Ending a used-to-be-happy relationship is devastating. Many lives have been destroyed because of failed relationship. Divorce or breaking up is more than losing a job. The process is painful. It drains you emotionally, mentally and physically.
Like many people, you have to get going. It is confusing, overwhelming and scary. There are many questions you would like to answer but at this point of life, it is difficult to focus.
What can you do to help you move on after divorce?
Acknowledge the loss of your relationship
Take some time off to feel the pain and cry. It is alright to crawl in your bed or hide in the bathroom and let your heart grieve. Let go of the anxieties and fear.
You will go through different stages. The pain will not go overnight.
First, you will deny to yourself the relationship is already over. You might think there is a possibility you will get back together again.
Second, you will get angry to yourself or to people who are involved. Like, friends or families. It is alright to get mad. Write it down. Shout it out. Get it out of your system.
Third, you will feel depressed. You now start thinking your marriage is really over. You will find yourself feel demotivated yet you know that you keep moving forward.
Lastly, you will start accepting the broken relationship. There are nights you will find yourself crying or feels alone and lonely. People go through this same process. Accepting is when you look at yourself in front of the mirror and tells yourself it is time to move on.
Know your worth
There is no other person in this whole wide universe who knows you best but yourself. Find a reason to appreciate your existence. There are many activities you can do to know your worth.
Join a sports club or start a hobby. It is a good way to channel your energy and teach yourself how to focus. Not only you will get fit but also, you will start acknowledging the things that you are good at.
Volunteer in some organizations. Helping in any way you can make you feel good about yourself. Instead of thinking about the past, why don’t you spend a couple of your time during the weekend in dog shelter for example? Or, volunteer to help the homeless. It will keep you busy and at the same, you are having fun.
Take a vacation. Go somewhere you always wanted to go. Book a ticket or sign up for a cruise. Feel good about yourself and just be happy. It is time to celebrate life and you deserve it.
Thank yourself every day
It is normal when people just got out of a bad relationship; they look miserable and think it is the end of the world. Make a list of things that you are thankful about yourself. You might have lost your relationship but there are still millions of reasons of being so blessed.
The list can be as simple as waking up early and went jogging. Or, you did the laundry today after weeks of not doing it. Be thankful for a friend who agreed to have coffee with you on Saturday.
Being thankful will help take away the negativities in your mind. Start feeling awesome again.
Consider dating again
The six months rule works to many people. It means, after the divorce or break up, give yourself at least six months to grieve and find yourself again. Though there is no exact number of days to say that you have finally moved on. When you feel you are ready, go out, meet some other people and start dating again.

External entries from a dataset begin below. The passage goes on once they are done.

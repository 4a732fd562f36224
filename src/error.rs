//! Error types for the browser bindings and configuration loading.
//!
//! Gameplay itself has no failure modes: ghost contact is a state transition,
//! not an error. Everything here comes from the host page or from config.

use wasm_bindgen::JsValue;

/// Main error type returned by the setup path.
#[derive(thiserror::Error, Debug)]
pub enum GameError {
    #[error("no global window")]
    NoWindow,

    #[error("window has no document")]
    NoDocument,

    #[error("document has no body")]
    NoBody,

    #[error("canvas '{0}' has no 2d context")]
    ContextUnavailable(String),

    #[error("Invalid config: {0}")]
    Config(#[from] ConfigError),

    #[cfg(feature = "serde_json")]
    #[error("Config JSON error: {0}")]
    Json(#[from] serde_json::Error),

    #[error("JS error: {0}")]
    Js(String),
}

/// Rejected configuration values.
#[derive(thiserror::Error, Debug, Clone, PartialEq)]
pub enum ConfigError {
    #[error("canvas size must be positive, got {width}x{height}")]
    CanvasSize { width: f64, height: f64 },

    #[error("{field} must be positive, got {value}")]
    NonPositive { field: &'static str, value: f64 },

    #[error("blink duration must not be negative, got {0}")]
    NegativeBlinkDuration(f64),
}

impl From<JsValue> for GameError {
    fn from(value: JsValue) -> Self {
        GameError::Js(value.as_string().unwrap_or_else(|| format!("{value:?}")))
    }
}

impl From<GameError> for JsValue {
    fn from(err: GameError) -> Self {
        JsValue::from_str(&err.to_string())
    }
}

pub type GameResult<T> = Result<T, GameError>;
//! Pac-Man canvas core crate.
//!
//! A single sprite roams a 2D canvas, eats fruit, bumps into walls and
//! blinks back to the center when a patrolling ghost touches it. The game
//! state and per-frame rules are plain Rust and testable natively; `web`
//! binds them to a `<canvas>`, the arrow keys and four direction buttons.

use wasm_bindgen::prelude::*;

pub mod blink;
pub mod collision;
pub mod config;
pub mod direction;
pub mod error;
pub mod game;
pub mod input;
pub mod logging;
pub mod motion;
pub mod render;
pub mod world;
mod web;

pub use config::GameConfig;
pub use direction::Direction;
pub use error::GameError;
pub use game::Game;
pub use world::World;

// Optional small allocator for size (feature gated)
#[cfg(feature = "wee_alloc")]
#[global_allocator]
static ALLOC: wee_alloc::WeeAlloc = wee_alloc::WeeAlloc::INIT;

#[wasm_bindgen(start)]
pub fn wasm_start() {
    #[cfg(feature = "console_error_panic_hook")]
    console_error_panic_hook::set_once();
    logging::init();
}

/// Starts the game with the default board.
#[wasm_bindgen]
pub fn start_game() -> Result<(), JsValue> {
    web::start(GameConfig::default())?;
    Ok(())
}

/// Starts the game from an already-built config. Invalid configs are
/// rejected before anything is added to the page.
pub fn start_game_with(config: GameConfig) -> Result<(), GameError> {
    web::start(config)
}

/// Starts the game from a JSON config; omitted fields use the defaults.
#[cfg(feature = "serde_json")]
#[wasm_bindgen]
pub fn start_game_with_config(json: &str) -> Result<(), JsValue> {
    web::start(GameConfig::from_json(json)?)?;
    Ok(())
}
//! World state: every mutable piece of one game instance.

use glam::DVec2;

use crate::blink::{BlinkState, Visibility};
use crate::config::{GameConfig, GhostSpawn};
use crate::direction::Direction;

pub use crate::config::Obstacle;

#[derive(Debug, Clone, PartialEq)]
pub struct Player {
    pub pos: DVec2,
    pub dir: Direction,
    pub radius: f64,
    pub blink: BlinkState,
    /// Result of the last blink advance; read by the renderer.
    pub visibility: Visibility,
}

#[derive(Debug, Clone, Copy, PartialEq)]
pub struct Fruit {
    pub pos: DVec2,
    collected: bool,
}

impl Fruit {
    pub fn new(pos: DVec2) -> Self {
        Self { pos, collected: false }
    }

    pub fn is_collected(&self) -> bool {
        self.collected
    }

    /// One-way: there is no way to un-collect a fruit.
    pub fn collect(&mut self) {
        self.collected = true;
    }
}

#[derive(Debug, Clone, Copy, PartialEq)]
pub struct Ghost {
    pub pos: DVec2,
    pub dir: Direction,
    pub size: f64,
    pub speed: f64,
}

impl From<&GhostSpawn> for Ghost {
    fn from(spawn: &GhostSpawn) -> Self {
        Self { pos: spawn.pos, dir: spawn.dir, size: spawn.size, speed: spawn.speed }
    }
}

#[derive(Debug, Clone)]
pub struct World {
    pub config: GameConfig,
    pub player: Player,
    pub obstacles: Vec<Obstacle>,
    pub fruits: Vec<Fruit>,
    pub ghosts: Vec<Ghost>,
}

impl World {
    pub fn new(config: GameConfig) -> Self {
        let player = Player {
            pos: config.center(),
            dir: Direction::default(),
            radius: config.player_radius(),
            blink: BlinkState::Normal,
            visibility: Visibility::Visible,
        };
        let obstacles = config.layout.obstacles.clone();
        let fruits = config.layout.fruits.iter().copied().map(Fruit::new).collect();
        let ghosts = config.layout.ghosts.iter().map(Ghost::from).collect();
        Self { config, player, obstacles, fruits, ghosts }
    }

    pub fn width(&self) -> f64 {
        self.config.width
    }

    pub fn height(&self) -> f64 {
        self.config.height
    }

    pub fn remaining_fruits(&self) -> usize {
        self.fruits.iter().filter(|f| !f.is_collected()).count()
    }

    /// Ghost contact: freeze, blink and respawn at the canvas center.
    /// No-op while already blinking.
    pub fn start_blinking(&mut self, now: f64) {
        if self.player.blink.trigger(now) {
            self.player.pos = self.config.center();
            tracing::info!(at_ms = now, "ghost contact, respawning at center");
        }
    }
}
use std::cell::Cell;
use std::rc::Rc;

use crate::direction::Direction;

/// Latest requested heading, shared between event listeners and the loop.
///
/// Single slot, last write wins: two key presses between frames leave only
/// the second one.
#[derive(Debug, Clone, Default)]
pub struct InputSlot(Rc<Cell<Option<Direction>>>);

impl InputSlot {
    pub fn new() -> Self {
        Self::default()
    }

    pub fn request(&self, dir: Direction) {
        self.0.set(Some(dir));
    }

    /// Consumes the pending request, if any.
    pub fn take(&self) -> Option<Direction> {
        self.0.take()
    }
}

Don’t be skeptical or scared about dating again. You might want to try signing up on a dating site or agree when your friends try to set up a blind date for you. Getting out of your comfort zone would help you to rediscover yourself. Enjoy the time with your date over dinner or a long walk at the beach.
Don’t think of jumping into a long or permanent relationship – not just yet. Get to know each other. Just take it slow. If this person is the right person, he or she will stay no matter what the weather is.
Embrace your new self
When you are in a relationship for a long time, you become dependent on each other. You are good at keeping the house clean while your partner was good at the financial aspect. Now, you have to handle everything.
Take a deep breath and tell yourself you can do this. You have amazing family and friends who are always willing to help you figure things out. Constantly remind yourself that you are not alone and you have an amazing support system.
In every life’s experience, there is always a lesson to learn. Make sure you learned something from your past relationship and try not to make the same mistake again. However, do not limit yourself or don’t use those mistakes to stop you from nurturing your next relationship.
The most important thing is that you have just won the greatest battle in your life. It makes you a better and stronger person. Now, you are confident that no matter what life brings you, you can handle it all by yourself.